WHAT TO PRODUCE ->
Please give an exact transcription of the lines below, from the one that contains "let part = rest.checked_mul(weight).map(|p|" to the very last, with no other lines.

Dataset entries:
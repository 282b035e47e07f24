//! Phase timing for the precomputation pipeline.

use std::time::{Duration, Instant};

/// Wall time spent in each pipeline phase.
#[derive(Debug, Clone, Copy, Default, PartialEq)]
pub struct PhaseTimings {
    pub validate: Duration,
    pub assign: Duration,
    pub sort: Duration,
    pub offsets: Duration,
}

impl PhaseTimings {
    pub fn total(&self) -> Duration {
        self.validate + self.assign + self.sort + self.offsets
    }
}

/// Format `count` items processed in `elapsed` as a rate, e.g. `12.5M/s`.
pub fn format_rate(count: usize, elapsed: Duration) -> String {
    let secs = elapsed.as_secs_f64();
    if secs <= 0.0 {
        return "N/A".to_string();
    }
    let per_sec = count as f64 / secs;
    if per_sec >= 1_000_000.0 {
        format!("{:.2}M/s", per_sec / 1_000_000.0)
    } else if per_sec >= 1_000.0 {
        format!("{:.1}k/s", per_sec / 1000.0)
    } else {
        format!("{:.0}/s", per_sec)
    }
}

/// Timer for one phase over `items` samples.
///
/// Logs elapsed time and throughput either when [`Timed::finish`] is called
/// or, failing that, on drop (so early returns still get logged).
pub struct Timed {
    name: &'static str,
    items: usize,
    start: Instant,
    level: log::Level,
    done: bool,
}

impl Timed {
    /// Timer that logs at INFO level.
    pub fn info(name: &'static str, items: usize) -> Self {
        Self::with_level(name, items, log::Level::Info)
    }

    /// Timer that logs at DEBUG level.
    pub fn debug(name: &'static str, items: usize) -> Self {
        Self::with_level(name, items, log::Level::Debug)
    }

    fn with_level(name: &'static str, items: usize, level: log::Level) -> Self {
        log::trace!("{} ({} samples)...", name, items);
        Self {
            name,
            items,
            start: Instant::now(),
            level,
            done: false,
        }
    }

    /// Stop the timer, log, and return the elapsed time.
    pub fn finish(mut self) -> Duration {
        self.log()
    }

    fn log(&mut self) -> Duration {
        let elapsed = self.start.elapsed();
        self.done = true;
        log::log!(
            self.level,
            "{}: {:.3?} ({})",
            self.name,
            elapsed,
            format_rate(self.items, elapsed)
        );
        elapsed
    }
}

impl Drop for Timed {
    fn drop(&mut self) {
        if !self.done {
            self.log();
        }
    }
}

#[cfg(test)]
mod tests {
    use super::*;

    #[test]
    fn test_format_rate() {
        assert_eq!(format_rate(10, Duration::ZERO), "N/A");
        assert_eq!(format_rate(500, Duration::from_secs(1)), "500/s");
        assert_eq!(format_rate(2_500, Duration::from_secs(1)), "2.5k/s");
        assert_eq!(format_rate(3_000_000, Duration::from_millis(500)), "6.00M/s");
    }

    #[test]
    fn test_phase_total() {
        let t = PhaseTimings {
            validate: Duration::from_millis(1),
            assign: Duration::from_millis(2),
            sort: Duration::from_millis(3),
            offsets: Duration::from_millis(4),
        };
        assert_eq!(t.total(), Duration::from_millis(10));
    }

    #[test]
    fn test_finish_returns_elapsed() {
        for t in [Timed::debug("noop", 0), Timed::info("noop", 10)] {
            assert!(t.finish() < Duration::from_secs(5));
        }
    }
}
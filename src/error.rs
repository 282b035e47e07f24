//! Error type for the sector precomputation.

use thiserror::Error;

use crate::dimensions::Dimensions;

/// Errors reported at the precomputation entry boundary.
///
/// Every variant is raised before any sector assignment runs, so an error
/// never comes with partial output.
#[derive(Debug, Clone, Error, PartialEq)]
pub enum PrecomputeError {
    #[error("sector width must be positive")]
    ZeroSectorWidth,

    #[error("oversampling factor must be finite and positive, got {0}")]
    InvalidOversampling(f64),

    /// A zero grid extent leaves no sectors to assign samples to.
    #[error("grid {grid} produces no sectors")]
    EmptySectorGrid { grid: Dimensions },

    /// Sector ordinals are `x + height * (y + depth * z)`, which is only
    /// one-to-one for some sector grid shapes. Accepted: equal extents on
    /// every axis, planar grids with `width == height`, and shapes where
    /// single-sector axes make the strides line up (e.g. `w x 1 x 1`,
    /// `2 x 1 x 2`). Rejected: general anisotropic grids such as `24x24x21`,
    /// non-square planar grids, and grids with more than `u32::MAX` sectors.
    /// See [`crate::sector_grid::is_dense_linearization`].
    #[error("sector grid {sector_dims} is unsupported: ordinals must be dense and fit in u32")]
    UnsupportedSectorGrid { sector_dims: Dimensions },

    #[error("grid has {grid_axes} axes but samples have {sample_axes}")]
    AxisCountMismatch {
        grid_axes: usize,
        sample_axes: usize,
    },

    #[error("samples must have 2 or 3 axes, got {0}")]
    InvalidAxisCount(usize),

    #[error("axis {axis} has {actual} coordinates, expected {expected}")]
    MismatchedAxisLengths {
        axis: usize,
        expected: usize,
        actual: usize,
    },

    #[error("buffer of length {len} cannot be split into {axes} axes")]
    MalformedBuffer { len: usize, axes: usize },

    #[error("sample {sample} axis {axis} coordinate {value} is outside [-0.5, 0.5]")]
    CoordinateOutOfRange { sample: usize, axis: usize, value: f32 },

    #[error("{0} samples exceed the u32 ordinal range")]
    TooManySamples(usize),
}

pub type Result<T> = std::result::Result<T, PrecomputeError>;
//! Mapping normalized sample coordinates to sectors.

use glam::{UVec3, Vec3};

use crate::dimensions::Dimensions;
use crate::samples::SampleCoords;

/// Sector containing `coord` on an axis split into `axis_sector_count` sectors.
///
/// `floor((coord + 0.5) * count)`. A coordinate on an interior boundary goes to
/// the higher sector; the outer boundary `0.5` is clamped into the last one.
/// `coord` must lie in [-0.5, 0.5].
#[inline]
pub fn sector_index(coord: f32, axis_sector_count: usize) -> u32 {
    debug_assert!(axis_sector_count > 0);
    let count = axis_sector_count as u32;
    let sector = ((coord + 0.5) * axis_sector_count as f32).floor() as u32;
    sector.min(count - 1)
}

/// Per-axis sector index of `coord`. Planar sector grids ignore `coord.z`.
#[inline]
pub fn sector_index_vector(coord: Vec3, sector_dims: Dimensions) -> UVec3 {
    let z = match sector_dims.depth {
        Some(depth) => sector_index(coord.z, depth),
        None => 0,
    };
    UVec3::new(
        sector_index(coord.x, sector_dims.width),
        sector_index(coord.y, sector_dims.height),
        z,
    )
}

/// Sector ordinal: `x + height * (y + depth * z)`, or `x + height * y` for a
/// planar sector grid.
#[inline]
pub fn linearize(index: UVec3, sector_dims: Dimensions) -> usize {
    let (x, y, z) = (index.x as usize, index.y as usize, index.z as usize);
    match sector_dims.depth {
        Some(depth) => x + sector_dims.height * (y + depth * z),
        None => x + sector_dims.height * y,
    }
}

#[inline]
fn sector_of(samples: &SampleCoords, i: usize, sector_dims: Dimensions) -> u32 {
    linearize(sector_index_vector(samples.point3(i), sector_dims), sector_dims) as u32
}

/// Sector ordinal of every sample, in sample order.
pub fn assign_sectors(samples: &SampleCoords, sector_dims: Dimensions) -> Vec<u32> {
    (0..samples.len())
        .map(|i| sector_of(samples, i, sector_dims))
        .collect()
}

/// Parallel [`assign_sectors`]. Each sample is independent, so the result is
/// identical.
pub fn assign_sectors_par(samples: &SampleCoords, sector_dims: Dimensions) -> Vec<u32> {
    #[cfg(not(feature = "single-threaded"))]
    {
        use rayon::prelude::*;
        (0..samples.len())
            .into_par_iter()
            .map(|i| sector_of(samples, i, sector_dims))
            .collect()
    }
    #[cfg(feature = "single-threaded")]
    {
        assign_sectors(samples, sector_dims)
    }
}
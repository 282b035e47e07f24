//! Per-sector offset table (CSR row pointer) over the sorted samples.
//!
//! `offsets[s]..offsets[s + 1]` is the range of the sorted permutation that
//! holds sector `s`. Length is `sector_count + 1`, entry 0 is 0 and the last
//! entry is the sample count.

use std::ops::Range;

#[derive(Debug, Clone, PartialEq, Eq)]
pub struct SectorOffsets(Vec<u32>);

impl SectorOffsets {
    /// Build from a non-decreasing sector ordinal sequence in one pass.
    ///
    /// For each sector the cursor advances past every entry equal to it, so
    /// empty sectors repeat the previous offset and sectors past the largest
    /// present ordinal all get `sorted_sectors.len()`.
    pub fn from_sorted(sorted_sectors: &[u32], sector_count: usize) -> Self {
        debug_assert!(sorted_sectors.windows(2).all(|w| w[0] <= w[1]));
        let n = sorted_sectors.len();
        let mut offsets = Vec::with_capacity(sector_count + 1);
        offsets.push(0u32);

        let mut cursor = 0usize;
        for sector in 0..sector_count as u32 {
            while cursor < n && sorted_sectors[cursor] == sector {
                cursor += 1;
            }
            offsets.push(cursor as u32);
        }
        debug_assert_eq!(cursor, n, "sector ordinal out of range");
        Self(offsets)
    }

    /// Build from per-sector counts with a prefix sum. Same result as
    /// [`SectorOffsets::from_sorted`] for the same samples.
    pub fn from_counts(counts: &[u32]) -> Self {
        let mut offsets = Vec::with_capacity(counts.len() + 1);
        offsets.push(0u32);
        let mut sum = 0u32;
        for &count in counts {
            sum += count;
            offsets.push(sum);
        }
        Self(offsets)
    }

    pub fn sector_count(&self) -> usize {
        self.0.len() - 1
    }

    /// Total number of samples.
    pub fn total(&self) -> usize {
        self.0[self.0.len() - 1] as usize
    }

    /// Range of the sorted permutation holding sector `sector`.
    #[inline]
    pub fn range(&self, sector: usize) -> Range<usize> {
        self.0[sector] as usize..self.0[sector + 1] as usize
    }

    #[inline]
    pub fn count(&self, sector: usize) -> usize {
        (self.0[sector + 1] - self.0[sector]) as usize
    }

    pub fn as_slice(&self) -> &[u32] {
        &self.0
    }

    pub fn into_inner(self) -> Vec<u32> {
        self.0
    }
}
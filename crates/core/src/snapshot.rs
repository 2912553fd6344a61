//! Flat storage record for money values.
//!
//! A snapshot carries the four scalars needed to rebuild a value:
//! amount, currency code, precision and locale.

use std::sync::Arc;

use rust_decimal::Decimal;
use serde::{Deserialize, Serialize};
use tally_shared::{Currency, MoneyResult};

use crate::money::Money;

/// Storage form of a money value.
#[derive(Debug, Clone, PartialEq, Eq, Serialize, Deserialize)]
pub struct Snapshot {
    /// Exact amount in major units.
    pub amount: Decimal,
    /// Currency code.
    pub currency: String,
    /// Currency precision.
    pub precision: u32,
    /// Currency display locale.
    pub locale: String,
}

impl From<&Money> for Snapshot {
    fn from(money: &Money) -> Self {
        let currency = money.currency();
        Self {
            amount: money.amount(),
            currency: currency.code().to_string(),
            precision: currency.precision(),
            locale: currency.locale().to_string(),
        }
    }
}

/// Converts a money value into its storage record.
#[must_use]
pub fn to_snapshot(money: &Money) -> Snapshot {
    Snapshot::from(money)
}

/// Rebuilds a money value from its storage record.
///
/// The snapshot is validated like raw input, so a stored negative balance
/// is rejected on restore.
///
/// # Errors
///
/// Returns `InvalidCurrency` for an empty code and `InvalidAmount` for a
/// negative amount.
pub fn from_snapshot(snapshot: Snapshot) -> MoneyResult<Money> {
    let currency = Currency::new(snapshot.currency, snapshot.locale, snapshot.precision);
    Money::new(snapshot.amount, Arc::new(currency))
}
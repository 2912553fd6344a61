//! Proportional allocation of one money value across a ratio vector.
//!
//! Allocation never loses or creates value:
//! 1. Floor each exact share at the scale of the input amount
//! 2. Compute the remainder (amount - sum of floors)
//! 3. Hand out the remainder one smallest unit at a time, left to right,
//!    skipping zero ratios
//!
//! Shares are computed on integer mantissas, so the floors are exact even
//! when `amount * ratio` needs more digits than a `Decimal` can hold.
//!
//! The tie-break is strictly positional. Two ratio vectors that floor to the
//! same base shares distribute the remainder identically, regardless of how
//! close each share was to rounding up.

use rust_decimal::Decimal;
use tally_shared::types::decimal::mantissa_at;
use tally_shared::{MoneyError, MoneyResult};

use crate::money::Money;
use crate::money::validation::validate_ratios;

/// Splits `money` into `ratios.len()` shares that sum exactly to it.
///
/// Ratios may be written as percentages or plain weights: `[25, 75]` and
/// `[1, 3]` allocate the same way. Zero ratios are allowed and always yield
/// zero. The smallest unit handed out is the last digit of the input amount
/// (`1` for `1003`, `0.01` for `10.03`).
///
/// # Errors
///
/// Returns `InvalidRatios` if `ratios` is empty, contains a negative entry,
/// or has no positive entry. Returns `Overflow` if the ratios are too large
/// or too finely scaled to be weighed exactly in `i128`.
///
/// # Example
///
/// ```
/// use std::sync::Arc;
/// use rust_decimal_macros::dec;
/// use tally_core::{allocate, money};
/// use tally_shared::Currency;
///
/// let usd = Arc::new(Currency::new("USD", "en-US", 2));
/// let bill = money(1003.0, &usd).unwrap();
/// let shares = allocate(&bill, &[dec!(0), dec!(50), dec!(50)]).unwrap();
/// let amounts: Vec<_> = shares.iter().map(|s| s.amount()).collect();
/// assert_eq!(amounts, vec![dec!(0), dec!(502), dec!(501)]);
/// ```
pub fn allocate(money: &Money, ratios: &[Decimal]) -> MoneyResult<Vec<Money>> {
    validate_ratios(ratios)?;

    let amount = money.amount();
    let scale = amount.scale();
    let units = amount.mantissa();

    let weights = integer_weights(ratios)?;
    let total = weights
        .iter()
        .try_fold(0i128, |acc, w| acc.checked_add(*w))
        .ok_or(MoneyError::Overflow)?;

    // units = quotient * total + rest, with 0 <= rest < total
    let quotient = units.div_euclid(total);
    let rest = units.rem_euclid(total);

    let mut shares = weights
        .iter()
        .map(|weight| floor_share(quotient, rest, *weight, total))
        .collect::<MoneyResult<Vec<_>>>()?;

    let allocated = shares
        .iter()
        .try_fold(0i128, |acc, s| acc.checked_add(*s))
        .ok_or(MoneyError::Overflow)?;
    let mut remainder = units - allocated;

    for (share, weight) in shares.iter_mut().zip(&weights) {
        if remainder == 0 {
            break;
        }
        if *weight > 0 {
            *share += 1;
            remainder -= 1;
        }
    }
    if remainder != 0 {
        return Err(MoneyError::Overflow);
    }

    shares
        .into_iter()
        .map(|share| {
            Decimal::try_from_i128_with_scale(share, scale)
                .map(|amount| money.with_amount(amount))
                .map_err(|_| MoneyError::Overflow)
        })
        .collect()
}

/// Ratios as integers at their widest common scale.
fn integer_weights(ratios: &[Decimal]) -> MoneyResult<Vec<i128>> {
    let scale = ratios.iter().map(Decimal::scale).max().unwrap_or(0);
    ratios
        .iter()
        .map(|ratio| mantissa_at(*ratio, scale).ok_or(MoneyError::Overflow))
        .collect()
}

/// `floor(units * weight / total)` given `units = quotient * total + rest`.
fn floor_share(quotient: i128, rest: i128, weight: i128, total: i128) -> MoneyResult<i128> {
    let whole = quotient.checked_mul(weight);
    let part = rest.checked_mul(weight).map(|p| p / total);
    whole
        .zip(part)
        .and_then(|(whole, part)| whole.checked_add(part))
        .ok_or(MoneyError::Overflow)
}
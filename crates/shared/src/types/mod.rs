//! Common types used across the engine.

pub mod currency;
pub mod decimal;
pub mod rounding;

pub use currency::Currency;
pub use rounding::RoundingMode;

FINAL ANSWER ->
    let part = rest.checked_mul(weight).map(|p| p / total);
    whole
        .zip(part)
        .and_then(|(whole, part)| whole.checked_add(part))
        .ok_or(MoneyError::Overflow)
}
filename crates/shared/src/types/mod.rs
//! Common types used across the engine.

pub mod currency;
pub mod decimal;
pub mod rounding;

pub use currency::Currency;
pub use rounding::RoundingMode;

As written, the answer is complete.